··· Material shown

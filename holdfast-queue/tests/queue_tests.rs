use holdfast_batch::{BatcherConfig, RequestBatcher};
use holdfast_pool::{ConnectionPool, PoolConfig};
use holdfast_queue::{
    Collapse, DEFAULT_STORAGE_KEY, QueueConfig, QueueError, QueueRecord, SyncAction,
    SyncOperation, SyncQueue, collapse,
};
use holdfast_remote::{MemoryConnector, MemoryRemote, RemoteError, RemoteOp};
use holdfast_store::{JsonStoreExt, MemoryStore};
use holdfast_types::{EntityKind, ErrorClass, ManualClock, RecordId, Timestamp};
use pretty_assertions::assert_eq;
use proptest::prelude::*;
use serde_json::{Value, json};
use std::collections::{HashMap, HashSet};
use std::sync::Arc;
use std::time::Duration;

const T0: u64 = 1_700_000_000_000;

struct Harness {
    queue: SyncQueue,
    batcher: RequestBatcher,
    remote: MemoryRemote,
    store: Arc<MemoryStore>,
}

fn harness_on(store: Arc<MemoryStore>, remote: MemoryRemote) -> Harness {
    let connector = Arc::new(MemoryConnector::new(remote.clone()));
    let pool = ConnectionPool::new(PoolConfig::default().with_bounds(0, 4), connector);
    let batcher =
        RequestBatcher::new(BatcherConfig::default().with_retry(2, Duration::from_millis(10)));
    let clock = Arc::new(ManualClock::new(Timestamp::from_millis(T0)));
    let queue = SyncQueue::open(
        QueueConfig::default(),
        store.clone(),
        batcher.clone(),
        pool,
        clock,
    )
    .unwrap();
    Harness {
        queue,
        batcher,
        remote,
        store,
    }
}

fn harness() -> Harness {
    harness_on(Arc::new(MemoryStore::new()), MemoryRemote::new())
}

fn persisted(store: &MemoryStore) -> QueueRecord {
    store.load_json(DEFAULT_STORAGE_KEY).unwrap().unwrap()
}

async fn wait_until_syncing(queue: &SyncQueue) {
    while !queue.is_syncing() {
        tokio::task::yield_now().await;
    }
}

// ── Collapsing ───────────────────────────────────────────────────

#[tokio::test]
async fn add_then_remove_leaves_nothing() {
    let h = harness();
    let temp = RecordId::temporary();
    let add = SyncOperation::add(EntityKind::Entry, temp.clone(), json!({"id": temp.as_str()}));
    let add_id = add.op_id;
    h.queue.enqueue(add).unwrap();
    let outcome = h
        .queue
        .enqueue(SyncOperation::remove(EntityKind::Entry, temp.clone()))
        .unwrap();

    assert_eq!(outcome, Collapse::Cancelled(vec![add_id]));
    assert_eq!(h.queue.pending_count(), 0);
    assert!(persisted(&h.store).queue.is_empty());
}

#[tokio::test]
async fn payload_must_be_an_object() {
    let h = harness();
    let err = h
        .queue
        .enqueue(SyncOperation::update(EntityKind::Goal, "g1", json!("nope")))
        .unwrap_err();
    assert!(matches!(err, QueueError::InvalidPayload { .. }));
    assert_eq!(h.queue.pending_count(), 0);
}

proptest! {
    #[test]
    fn repeated_updates_keep_only_the_last(values in prop::collection::vec(any::<i64>(), 1..20)) {
        let mut queue = Vec::new();
        let mut last = None;
        for v in &values {
            let op = SyncOperation::update(EntityKind::Entry, "e1", json!({"x": v}));
            last = Some(op.clone());
            collapse(&mut queue, &HashSet::new(), op);
        }
        prop_assert_eq!(queue.len(), 1);
        prop_assert_eq!(Some(&queue[0]), last.as_ref());
    }

    #[test]
    fn at_most_one_update_or_remove_per_entity(steps in prop::collection::vec((0u8..4, any::<bool>()), 1..40)) {
        let mut queue = Vec::new();
        let mut last: HashMap<String, SyncOperation> = HashMap::new();
        for (entity, is_remove) in steps {
            let id = format!("e{entity}");
            let op = if is_remove {
                SyncOperation::remove(EntityKind::Entry, id.clone())
            } else {
                SyncOperation::update(EntityKind::Entry, id.clone(), json!({"n": entity}))
            };
            last.insert(id, op.clone());
            collapse(&mut queue, &HashSet::new(), op);
        }
        prop_assert_eq!(queue.len(), last.len());
        for op in &queue {
            prop_assert_eq!(Some(op), last.get(op.entity_id.as_str()));
        }
    }
}

// ── Processing ───────────────────────────────────────────────────

#[tokio::test(start_paused = true)]
async fn add_then_update_syncs_as_one_insert() {
    let h = harness();
    let temp = RecordId::temporary();
    h.queue
        .enqueue(SyncOperation::add(
            EntityKind::Entry,
            temp.clone(),
            json!({"id": temp.as_str(), "notes": ""}),
        ))
        .unwrap();
    h.queue
        .enqueue(SyncOperation::update(EntityKind::Entry, temp.clone(), json!({"notes": "x"})))
        .unwrap();

    let pending = h.queue.pending_operations();
    assert_eq!(pending.len(), 1);
    assert_eq!(pending[0].action, SyncAction::Add);
    assert_eq!(pending[0].payload["notes"], "x");

    let report = h.queue.process("u1").await.unwrap();
    assert!(report.is_clean());
    assert_eq!(report.succeeded.len(), 1);
    assert_eq!(report.id_mappings.len(), 1);
    assert_eq!(report.id_mappings[0].temporary, temp);
    assert_eq!(report.id_mappings[0].real, RecordId::new("srv_1"));

    let status = h.queue.sync_status();
    assert_eq!(status.pending_count, 0);
    assert!(!status.is_syncing);
    assert_eq!(status.last_sync_time, Some(Timestamp::from_millis(T0)));

    assert_eq!(
        h.remote.rows("entries"),
        vec![json!({"id": "srv_1", "notes": "x", "user_id": "u1"})]
    );
    assert_eq!(h.remote.call_count(RemoteOp::Insert), 1);
    assert_eq!(h.remote.call_count(RemoteOp::Update), 0);

    let record = persisted(&h.store);
    assert!(record.queue.is_empty());
    assert!(!record.is_syncing);
    assert_eq!(record.last_sync_time, Some(Timestamp::from_millis(T0)));
}

#[tokio::test(start_paused = true)]
async fn update_and_remove_are_scoped_to_actor() {
    let remote = MemoryRemote::new();
    remote.seed(
        "goals",
        vec![
            json!({"id": "g1", "user_id": "u1", "title": "mine"}),
            json!({"id": "g1", "user_id": "u2", "title": "theirs"}),
        ],
    );
    remote.seed("categories", vec![json!({"id": "c1", "user_id": "u1"})]);
    let h = harness_on(Arc::new(MemoryStore::new()), remote);

    h.queue
        .enqueue(SyncOperation::update(EntityKind::Goal, "g1", json!({"id": "g1", "title": "new"})))
        .unwrap();
    h.queue.enqueue(SyncOperation::remove(EntityKind::Category, "c1")).unwrap();
    let report = h.queue.process("u1").await.unwrap();

    assert_eq!(report.succeeded.len(), 2);
    let goals = h.remote.rows("goals");
    assert_eq!(goals[0]["title"], "new");
    assert_eq!(goals[1]["title"], "theirs");
    assert!(h.remote.rows("categories").is_empty());
}

#[tokio::test(start_paused = true)]
async fn partial_failure_does_not_halt_the_pass() {
    let remote = MemoryRemote::new();
    remote.seed("goals", vec![json!({"id": "g1", "user_id": "u1"})]);
    remote.seed("categories", vec![json!({"id": "c1", "user_id": "u1"})]);
    let h = harness_on(Arc::new(MemoryStore::new()), remote);

    h.queue
        .enqueue(SyncOperation::add(EntityKind::Entry, "e1", json!({"id": "e1"})))
        .unwrap();
    h.queue
        .enqueue(SyncOperation::update(EntityKind::Goal, "g1", json!({"title": ""})))
        .unwrap();
    h.queue.enqueue(SyncOperation::remove(EntityKind::Category, "c1")).unwrap();
    h.remote
        .fail_next(Some(RemoteOp::Update), RemoteError::http(400, "title required"));

    let report = h.queue.process("u1").await.unwrap();
    assert_eq!(report.succeeded.len(), 2);
    assert_eq!(report.failed.len(), 1);
    assert_eq!(report.failed[0].operation.entity_id.as_str(), "g1");
    assert_eq!(report.failed[0].class, ErrorClass::Fatal);

    // The failure is recorded, not resurrected.
    let status = h.queue.sync_status();
    assert_eq!(status.pending_count, 0);
    assert_eq!(status.errors.len(), 1);
    assert!(status.errors[0].starts_with("UPDATE_GOAL g1"));
    assert_eq!(persisted(&h.store).sync_errors, status.errors);

    // Errors survive a skipped pass and clear after a clean one.
    assert!(h.queue.process("u1").await.unwrap().skipped);
    assert_eq!(h.queue.sync_status().errors.len(), 1);
    h.queue
        .enqueue(SyncOperation::add(EntityKind::Entry, "e2", json!({"id": "e2"})))
        .unwrap();
    assert!(h.queue.process("u1").await.unwrap().is_clean());
    assert!(h.queue.sync_status().errors.is_empty());
}

#[tokio::test(start_paused = true)]
async fn transient_failure_is_retried_by_batcher() {
    let h = harness();
    h.remote.fail_next(Some(RemoteOp::Insert), RemoteError::Timeout);
    h.queue
        .enqueue(SyncOperation::add(EntityKind::Entry, "e1", json!({"id": "e1"})))
        .unwrap();

    let report = h.queue.process("u1").await.unwrap();
    assert!(report.is_clean());
    assert_eq!(h.remote.call_count(RemoteOp::Insert), 2);
    assert_eq!(h.remote.rows("entries").len(), 1);
}

#[tokio::test(start_paused = true)]
async fn exhausted_retries_are_recorded() {
    let h = harness();
    h.remote.fail_always(Some(RemoteOp::Insert), RemoteError::http(503, "down"));
    h.queue
        .enqueue(SyncOperation::add(EntityKind::Entry, "e1", json!({"id": "e1"})))
        .unwrap();

    let report = h.queue.process("u1").await.unwrap();
    assert_eq!(report.failed.len(), 1);
    assert_eq!(report.failed[0].class, ErrorClass::Transient);
    assert_eq!(h.remote.call_count(RemoteOp::Insert), 3);
    assert_eq!(h.queue.pending_count(), 0);
}

#[tokio::test]
async fn empty_queue_is_a_no_op() {
    let h = harness();
    let report = h.queue.process("u1").await.unwrap();
    assert!(report.skipped);
    assert_eq!(h.queue.sync_status().last_sync_time, None);
}

#[tokio::test(start_paused = true)]
async fn concurrent_process_is_skipped() {
    let h = harness();
    h.queue
        .enqueue(SyncOperation::add(EntityKind::Entry, "e1", json!({"id": "e1"})))
        .unwrap();
    h.batcher.pause();

    let first = {
        let queue = h.queue.clone();
        tokio::spawn(async move { queue.process("u1").await })
    };
    wait_until_syncing(&h.queue).await;
    assert!(persisted(&h.store).is_syncing);

    let second = h.queue.process("u1").await.unwrap();
    assert!(second.skipped);

    h.batcher.resume();
    let first = first.await.unwrap().unwrap();
    assert_eq!(first.succeeded.len(), 1);
    assert!(!h.queue.is_syncing());
}

// ── Id remapping ─────────────────────────────────────────────────

#[tokio::test(start_paused = true)]
async fn operations_queued_during_insert_follow_the_real_id() {
    let h = harness();
    let temp = RecordId::temporary();
    h.queue
        .enqueue(SyncOperation::add(EntityKind::Entry, temp.clone(), json!({"notes": "a"})))
        .unwrap();
    h.batcher.pause();

    let pass = {
        let queue = h.queue.clone();
        tokio::spawn(async move { queue.process("u1").await })
    };
    wait_until_syncing(&h.queue).await;

    // The ADD is in flight, so this is queued rather than merged.
    let outcome = h
        .queue
        .enqueue(SyncOperation::update(EntityKind::Entry, temp.clone(), json!({"notes": "b"})))
        .unwrap();
    assert_eq!(outcome, Collapse::Appended);

    h.batcher.resume();
    let report = pass.await.unwrap().unwrap();
    assert_eq!(report.id_mappings.len(), 1);

    let pending = h.queue.pending_operations();
    assert_eq!(pending.len(), 1);
    assert_eq!(pending[0].entity_id, RecordId::new("srv_1"));

    h.queue.process("u1").await.unwrap();
    assert_eq!(h.remote.rows("entries")[0]["notes"], "b");
}

#[tokio::test(start_paused = true)]
async fn remove_after_sent_add_is_still_sent() {
    let h = harness();
    let temp = RecordId::temporary();
    h.queue
        .enqueue(SyncOperation::add(EntityKind::Entry, temp.clone(), json!({})))
        .unwrap();
    h.batcher.pause();

    let pass = {
        let queue = h.queue.clone();
        tokio::spawn(async move { queue.process("u1").await })
    };
    wait_until_syncing(&h.queue).await;
    h.queue.enqueue(SyncOperation::remove(EntityKind::Entry, temp)).unwrap();
    h.batcher.resume();
    pass.await.unwrap().unwrap();

    assert_eq!(h.remote.rows("entries").len(), 1);
    let report = h.queue.process("u1").await.unwrap();
    assert_eq!(report.succeeded[0].operation.action, SyncAction::Remove);
    assert!(h.remote.rows("entries").is_empty());
}

// ── Persistence ──────────────────────────────────────────────────

#[tokio::test]
async fn queue_survives_restart() {
    let store = Arc::new(MemoryStore::new());
    {
        let h = harness_on(store.clone(), MemoryRemote::new());
        h.queue
            .enqueue(SyncOperation::update(EntityKind::Goal, "g1", json!({"title": "a"})))
            .unwrap();
        h.queue.enqueue(SyncOperation::remove(EntityKind::Entry, "e9")).unwrap();
    }

    let reopened = harness_on(store, MemoryRemote::new());
    let pending = reopened.queue.pending_operations();
    assert_eq!(pending.len(), 2);
    assert_eq!(pending[0].op_type(), "UPDATE_GOAL");
    assert_eq!(pending[1].op_type(), "REMOVE_ENTRY");
}

#[tokio::test]
async fn interrupted_pass_is_reset_on_load() {
    let store = Arc::new(MemoryStore::new());
    let record = QueueRecord {
        queue: vec![SyncOperation::remove(EntityKind::Entry, "e1")],
        is_syncing: true,
        last_sync_time: None,
        sync_errors: vec!["earlier".into()],
    };
    store.save_json(DEFAULT_STORAGE_KEY, &record).unwrap();

    let h = harness_on(store, MemoryRemote::new());
    let status = h.queue.sync_status();
    assert!(!status.is_syncing);
    assert_eq!(status.pending_count, 1);
    assert_eq!(status.errors, vec!["earlier".to_string()]);
    assert!(!persisted(&h.store).is_syncing);
}

#[tokio::test]
async fn clear_and_clear_errors_persist() {
    let store = Arc::new(MemoryStore::new());
    let record = QueueRecord {
        queue: vec![
            SyncOperation::remove(EntityKind::Entry, "e1"),
            SyncOperation::remove(EntityKind::Entry, "e2"),
        ],
        sync_errors: vec!["old".into()],
        ..QueueRecord::default()
    };
    store.save_json(DEFAULT_STORAGE_KEY, &record).unwrap();
    let h = harness_on(store, MemoryRemote::new());

    assert_eq!(h.queue.clear().unwrap(), 2);
    h.queue.clear_sync_errors().unwrap();

    let saved = persisted(&h.store);
    assert!(saved.queue.is_empty());
    assert!(saved.sync_errors.is_empty());
}

#[tokio::test]
async fn persisted_record_shape() {
    let h = harness();
    h.queue
        .enqueue(SyncOperation::add(EntityKind::Entry, "e1", json!({"id": "e1"})))
        .unwrap();

    let raw: Value = h.store.load_json(DEFAULT_STORAGE_KEY).unwrap().unwrap();
    assert_eq!(raw["isSyncing"], false);
    assert_eq!(raw["lastSyncTime"], Value::Null);
    assert_eq!(raw["syncErrors"], json!([]));
    assert_eq!(raw["queue"][0]["action"], "ADD");
    assert_eq!(raw["queue"][0]["kind"], "entry");
}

······

**Work to be completed**. Find the line that contains "assert_eq!(h.queue.clear().unwrap(), 2);" in the data above. Reproduce it and every later line exactly, through the last one.

**Response to the exercise**.
    assert_eq!(h.queue.clear().unwrap(), 2);
    h.queue.clear_sync_errors().unwrap();

    let saved = persisted(&h.store);
    assert!(saved.queue.is_empty());
    assert!(saved.sync_errors.is_empty());
}

#[tokio::test]
async fn persisted_record_shape() {
    let h = harness();
    h.queue
        .enqueue(SyncOperation::add(EntityKind::Entry, "e1", json!({"id": "e1"})))
        .unwrap();

    let raw: Value = h.store.load_json(DEFAULT_STORAGE_KEY).unwrap().unwrap();
    assert_eq!(raw["isSyncing"], false);
    assert_eq!(raw["lastSyncTime"], Value::Null);
    assert_eq!(raw["syncErrors"], json!([]));
    assert_eq!(raw["queue"][0]["action"], "ADD");
    assert_eq!(raw["queue"][0]["kind"], "entry");
}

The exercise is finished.